At a deeper level, you have to appreciate that browsers are built around the
“separation of concerns”:

\- html for content

\- css for layout, look and feel

\- javascript for behaviour

The front-end community has some loud voices at the moment telling us that
these are the wrong separations; that the styles for a component go hand-in-
hand with their behaviour and semantics. I’m not getting into that debate
here. But I do want to say that this newer interpretation of the “concerns”
applies to code you write for your application, and is (currently) not how
browsers are constructed. It may make more sense for you as a web application
developer to structure your code by colocating your layout and behaviour
solutions in one file, and in that way you’re more likely to use <div> and
<span> over more expressive elements. But that’s not what your users’ browsers
are expecting you to do. They’re built around the older separation of
concerns. And they’re built to amplify the strengths of the three languages
they interpret. So that <div> tells the browser “i want you to treat this
content just the same as you treat any other content”, where a <h1> tells the
browser “add this content to your document outline, expose it as a section
heading to the accessibility tree” as well as reminding it to apply the
default styles.

Attack the problem (unwanted styles) at the right level of separation (at the
styles level).

------
MaxLeiter
For web devs trying to build an accessible web, I can't stress how great the
WebAIM WAVE tool is: [https://wave.webaim.org/](https://wave.webaim.org/).

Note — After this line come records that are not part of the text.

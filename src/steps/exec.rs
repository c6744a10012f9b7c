//! Subprocess steps: `FileExec` and `ScriptRun`.
//!
//! Children run synchronously with the step directory as working directory
//! and the run environment layered over the inherited one. Output is
//! captured; it is shown on failure and otherwise only summarized.

use std::path::Path;
use std::process::{Command, Stdio};

use crate::error::{Error, Result};
use crate::output;
use crate::recipe::Interpreter;

/// Maximum bytes of captured output kept in a failure message
const OUTPUT_TAIL_BYTES: usize = 4096;

fn tail(bytes: &[u8]) -> String {
    let start = bytes.len().saturating_sub(OUTPUT_TAIL_BYTES);
    String::from_utf8_lossy(&bytes[start..]).trim_end().to_string()
}

/// Apply `KEY=VALUE` entries to a command. Entries without `=` are ignored.
pub fn apply_env(cmd: &mut Command, env: &[String]) {
    for entry in env {
        if let Some((key, value)) = entry.split_once('=')
            && !key.is_empty()
        {
            cmd.env(key, value);
        }
    }
}

/// Run a prepared command to completion, failing on a non-zero exit.
pub fn run_command(cmd: &mut Command) -> Result<()> {
    let display = format!("{:?}", cmd);
    let output = cmd
        .stdin(Stdio::null())
        .output()
        .map_err(|e| Error::SubprocessFailed {
            cmd: display.clone(),
            code: None,
            output: format!("failed to start: {}", e),
        })?;

    if !output.status.success() {
        let mut combined = tail(&output.stdout);
        let stderr = tail(&output.stderr);
        if !stderr.is_empty() {
            if !combined.is_empty() {
                combined.push('\n');
            }
            combined.push_str(&stderr);
        }
        return Err(Error::SubprocessFailed {
            cmd: display,
            code: output.status.code(),
            output: combined,
        });
    }

    output::detail(&format!(
        "{} exited 0 ({} bytes stdout, {} bytes stderr)",
        display,
        output.stdout.len(),
        output.stderr.len()
    ));
    Ok(())
}

fn step_command(program: impl AsRef<std::ffi::OsStr>, env: &[String], work_dir: &Path) -> Command {
    let mut cmd = Command::new(program);
    cmd.current_dir(work_dir);
    apply_env(&mut cmd, env);
    cmd.env("PWD", work_dir);
    cmd
}

/// Make a downloaded artifact executable by its owner.
#[cfg(unix)]
pub fn mark_executable(path: &Path) -> Result<()> {
    use std::os::unix::fs::PermissionsExt;
    let mut perms = std::fs::metadata(path)?.permissions();
    perms.set_mode(perms.mode() | 0o755);
    std::fs::set_permissions(path, perms)?;
    Ok(())
}

#[cfg(not(unix))]
pub fn mark_executable(_path: &Path) -> Result<()> {
    Ok(())
}

/// Run an executable with `args` inside `work_dir`.
pub fn run_file(program: &Path, args: &[String], env: &[String], work_dir: &Path) -> Result<()> {
    let mut cmd = step_command(program, env, work_dir);
    cmd.args(args);
    run_command(&mut cmd)
}

fn script_name(interpreter: Interpreter) -> &'static str {
    match interpreter {
        Interpreter::Powershell => "recipe_script.ps1",
        Interpreter::Shell if cfg!(windows) => "recipe_script.cmd",
        Interpreter::None if cfg!(windows) => "recipe_script.cmd",
        Interpreter::Shell => "recipe_script.sh",
        Interpreter::None => "recipe_script",
    }
}

/// Materialize `body` in `work_dir` and run it through `interpreter`.
///
/// Arguments are passed as separate argv entries after the script, so they
/// are never re-split by the shell.
pub fn run_script(
    body: &str,
    args: &[String],
    interpreter: Interpreter,
    env: &[String],
    work_dir: &Path,
) -> Result<()> {
    let script = work_dir.join(script_name(interpreter));
    std::fs::write(&script, body)?;
    mark_executable(&script)?;

    let mut cmd = match interpreter {
        Interpreter::None => step_command(&script, env, work_dir),
        Interpreter::Shell => {
            let mut cmd = if cfg!(windows) {
                let mut cmd = step_command("cmd.exe", env, work_dir);
                cmd.arg("/c");
                cmd
            } else {
                step_command("/bin/sh", env, work_dir)
            };
            cmd.arg(&script);
            cmd
        }
        Interpreter::Powershell => {
            let program = if cfg!(windows) { "powershell.exe" } else { "pwsh" };
            let mut cmd = step_command(program, env, work_dir);
            cmd.args([
                "-NonInteractive",
                "-NoProfile",
                "-ExecutionPolicy",
                "Bypass",
                "-File",
            ]);
            cmd.arg(&script);
            cmd
        }
    };
    cmd.args(args);
    run_command(&mut cmd)
}
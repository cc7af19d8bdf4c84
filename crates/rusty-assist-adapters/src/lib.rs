pub mod config;
pub mod detectors;
pub mod eip1193;
pub mod notifier;
pub mod prepare;
pub mod runtime;
pub mod submission;

pub use config::{AssistAdapterConfig, ConfigError};
pub use detectors::{
    AccountDetector, BalanceDetector, DetectorChain, NetworkDetector, UserAgentDetector,
    WalletDetector,
};
pub use eip1193::Eip1193Adapter;
pub use notifier::{RecordingNotifier, TracingNotifier};
pub use prepare::PrepareAdapter;
pub use runtime::AssistRuntime;
pub use submission::SubmissionAdapter;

It opens a sidebar on the webpage you have open showing you accessibility
issues: incorrect heading orders, unlabeled forms, missing alt tags, bad
contrast, etc. It also can walk you through the spec in plain English to help
you understand why you need to make the changes it suggests.

------
Pxtl
The first one confuses me.

He says "click here" isn't helpful, in isolation but that's not helpful to a
sighted person either. In context? Do screen-readers fall over on links
present mid-sentence, like saying I have the article on my block you can
[click here] to read it?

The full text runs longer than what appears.